• _Your instructions_
All lines up to and including the one that contains "fn slot_table() ->" are to be transcribed exactly, starting from the first line of the records.

• _Data records_
================

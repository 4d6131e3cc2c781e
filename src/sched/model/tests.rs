use super::*;
use crate::sched::calendar::{build_slots, Calendar, PeriodSpec};

struct Fixture {
    subjects: BTreeMap<String, SubjectInfo>,
    slots: SlotTable,
    conflicts: ConflictMaps,
    relations: Vec<SubjectRelation>,
    blackouts: BTreeMap<String, BTreeSet<String>>,
    subject_bans: BTreeMap<String, BTreeSet<String>>,
    teacher_bans: BTreeMap<String, BTreeSet<String>>,
    fixed: BTreeMap<String, Vec<String>>,
    roster: BTreeMap<String, BTreeSet<String>>,
    hard_subjects: BTreeMap<String, bool>,
    max_exams_per_day: Option<u32>,
    max_hard_exams_per_day: Option<u32>,
}

fn slot_table() -> SlotTable {
    // Two days, two periods each; 50 then 80 minutes per day.
    let calendar = Calendar {
        exam_dates: BTreeMap::from([
            (String::from("제1일"), String::from("d1")),
            (String::from("제2일"), String::from("d2")),
        ]),
        date_periods: BTreeMap::from([
            (
                1,
                BTreeMap::from([
                    (1, PeriodSpec::with_duration(50)),
                    (2, PeriodSpec::with_duration(80)),
                ]),
            ),
            (
                2,
                BTreeMap::from([
                    (1, PeriodSpec::with_duration(50)),
                    (2, PeriodSpec::with_duration(80)),
                ]),
            ),
        ]),
        ..Calendar::default()
    };
    build_slots(&calendar).unwrap()
}

fn subject(duration: Option<u32>, teachers: &[&str]) -> SubjectInfo {
    SubjectInfo {
        duration,
        listening: false,
        self_supervised: false,
        grade: String::new(),
        teachers: teachers.iter().map(|t| (*t).to_owned()).collect(),
    }
}

impl Fixture {
    fn new() -> Self {
        Fixture {
            subjects: BTreeMap::from([
                (String::from("국어"), subject(Some(80), &["김"])),
                (String::from("수학"), subject(Some(50), &["이"])),
                (String::from("영어"), subject(None, &["박"])),
            ]),
            slots: slot_table(),
            conflicts: ConflictMaps::default(),
            relations: Vec::new(),
            blackouts: BTreeMap::new(),
            subject_bans: BTreeMap::new(),
            teacher_bans: BTreeMap::new(),
            fixed: BTreeMap::new(),
            roster: BTreeMap::new(),
            hard_subjects: BTreeMap::new(),
            max_exams_per_day: None,
            max_hard_exams_per_day: None,
        }
    }

    fn translator(&self) -> ScheduleTranslator<'_> {
        ScheduleTranslator::new(ModelInputs {
            subjects: &self.subjects,
            slots: &self.slots,
            conflicts: &self.conflicts,
            relations: &self.relations,
            blackouts: &self.blackouts,
            subject_bans: &self.subject_bans,
            teacher_bans: &self.teacher_bans,
            fixed: &self.fixed,
            roster: &self.roster,
            hard_subjects: &self.hard_subjects,
            max_exams_per_day: self.max_exams_per_day,
            max_hard_exams_per_day: self.max_hard_exams_per_day,
        })
    }
}

#[test]
fn duration_prefilter_drops_short_slots() {
    let fixture = Fixture::new();
    let candidates = candidate_slots(&fixture.subjects, &fixture.slots);

    // 80-minute subject only fits the 80-minute periods.
    assert_eq!(
        candidates[&String::from("국어")],
        vec![String::from("제1일2교시"), String::from("제2일2교시")]
    );
    // Subjects without a duration fit everywhere.
    assert_eq!(candidates[&String::from("영어")].len(), 4);
}

#[test]
fn each_subject_gets_two_unique_constraints() {
    let fixture = Fixture::new();
    let translator = fixture.translator();

    let constraints = translator.build_unique_assignment_constraints();
    assert_eq!(constraints.len(), 2 * fixture.subjects.len());
}

#[test]
fn pair_constraints_are_emitted_once_per_common_slot() {
    let mut fixture = Fixture::new();
    // Symmetric adjacency, as the aggregator produces it.
    fixture.conflicts.student = BTreeMap::from([
        (
            String::from("수학"),
            BTreeSet::from([String::from("영어")]),
        ),
        (
            String::from("영어"),
            BTreeSet::from([String::from("수학")]),
        ),
    ]);
    let translator = fixture.translator();

    let constraints = translator.build_pairwise_conflict_constraints(&fixture.conflicts.student);
    // 수학 fits all four slots, 영어 fits all four: one constraint per slot.
    assert_eq!(constraints.len(), 4);
}

#[test]
fn duration_guards_are_noops_after_prefiltering() {
    let fixture = Fixture::new();
    let translator = fixture.translator();
    assert!(translator.build_duration_guard_constraints().is_empty());
}

#[test]
fn blackout_pins_variables_to_zero() {
    let mut fixture = Fixture::new();
    fixture.blackouts.insert(
        String::from("김"),
        BTreeSet::from([String::from("제1일2교시")]),
    );
    let translator = fixture.translator();

    let constraints = translator.build_teacher_blackout_constraints();
    assert_eq!(constraints.len(), 1);
    let pinned = &constraints[0];
    assert_eq!(
        pinned.get_var(&Variable::Assign {
            subject: String::from("국어"),
            slot: String::from("제1일2교시"),
        }),
        Some(1)
    );
}

#[test]
fn teacher_ban_expands_to_taught_subjects() {
    let mut fixture = Fixture::new();
    fixture.teacher_bans.insert(
        String::from("이"),
        BTreeSet::from([String::from("제1일1교시"), String::from("제2일1교시")]),
    );
    let translator = fixture.translator();

    let constraints = translator.build_slot_ban_constraints();
    // 수학 is the only subject taught by 이.
    assert_eq!(constraints.len(), 2);
}

#[test]
fn missing_fixed_assignment_variable_warns_and_skips() {
    let mut fixture = Fixture::new();
    // 국어 (80 min) cannot sit in a 50-minute period.
    fixture.fixed.insert(
        String::from("제1일1교시"),
        vec![String::from("국어")],
    );
    let translator = fixture.translator();

    let mut warnings = Vec::new();
    let constraints = translator.build_fixed_assignment_constraints(&mut warnings);
    assert!(constraints.is_empty());
    assert_eq!(warnings.len(), 1);
    assert!(warnings[0].contains("국어"));
}

#[test]
fn fixed_assignment_pins_and_excludes() {
    let mut fixture = Fixture::new();
    fixture.fixed.insert(
        String::from("제1일2교시"),
        vec![String::from("국어")],
    );
    let translator = fixture.translator();

    let mut warnings = Vec::new();
    let constraints = translator.build_fixed_assignment_constraints(&mut warnings);
    assert!(warnings.is_empty());
    // One pin plus one exclusion for the other candidate slot.
    assert_eq!(constraints.len(), 2);
}

#[test]
fn objective_variables_follow_the_caps() {
    let mut fixture = Fixture::new();
    fixture.roster.insert(
        String::from("학생1"),
        BTreeSet::from([String::from("국어"), String::from("수학")]),
    );
    fixture.max_exams_per_day = Some(2);
    let translator = fixture.translator();

    let built = translator.build().unwrap();
    let variables = built.problem.get_variables();

    assert!(variables.contains_key(&Variable::MaxLoad {
        student: String::from("학생1")
    }));
    assert!(variables.contains_key(&Variable::AtCap {
        student: String::from("학생1")
    }));
    // Hard-exam cap is absent, so no hard-side aggregates exist.
    assert!(!variables.contains_key(&Variable::MaxHardLoad {
        student: String::from("학생1")
    }));
    assert!(built.problem.has_objective());
}

#[test]
fn no_caps_means_no_objective() {
    let mut fixture = Fixture::new();
    fixture.roster.insert(
        String::from("학생1"),
        BTreeSet::from([String::from("국어")]),
    );
    let translator = fixture.translator();

    let built = translator.build().unwrap();
    assert!(!built.problem.has_objective());
}

#[test]
fn unknown_subjects_are_reported_once() {
    let mut fixture = Fixture::new();
    fixture.roster.insert(
        String::from("학생1"),
        BTreeSet::from([String::from("없는과목")]),
    );
    fixture.conflicts.student = BTreeMap::from([
        (
            String::from("없는과목"),
            BTreeSet::from([String::from("국어")]),
        ),
        (
            String::from("국어"),
            BTreeSet::from([String::from("없는과목")]),
        ),
    ]);
    let translator = fixture.translator();

    let built = translator.build().unwrap();
    let about_unknown: Vec<&String> = built
        .warnings
        .iter()
        .filter(|w| w.contains("없는과목"))
        .collect();
    assert_eq!(about_unknown.len(), 1);
}

#[test]
fn relations_with_unknown_subjects_warn() {
    let mut fixture = Fixture::new();
    fixture.relations.push(SubjectRelation {
        subject1: String::from("국어"),
        subject2: String::from("없는과목"),
        kind: RelationKind::SameTime,
    });
    let translator = fixture.translator();

    let mut warnings = Vec::new();
    let constraints = translator.build_relation_constraints(&mut warnings);
    assert!(constraints.is_empty());
    assert_eq!(warnings.len(), 1);
}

================

• _Output of the exercise_
repository 4d6131e3cc2c781e
filename src/sched/model/tests.rs
use super::*;
use crate::sched::calendar::{build_slots, Calendar, PeriodSpec};

struct Fixture {
    subjects: BTreeMap<String, SubjectInfo>,
    slots: SlotTable,
    conflicts: ConflictMaps,
    relations: Vec<SubjectRelation>,
    blackouts: BTreeMap<String, BTreeSet<String>>,
    subject_bans: BTreeMap<String, BTreeSet<String>>,
    teacher_bans: BTreeMap<String, BTreeSet<String>>,
    fixed: BTreeMap<String, Vec<String>>,
    roster: BTreeMap<String, BTreeSet<String>>,
    hard_subjects: BTreeMap<String, bool>,
    max_exams_per_day: Option<u32>,
    max_hard_exams_per_day: Option<u32>,
}

fn slot_table() -> SlotTable {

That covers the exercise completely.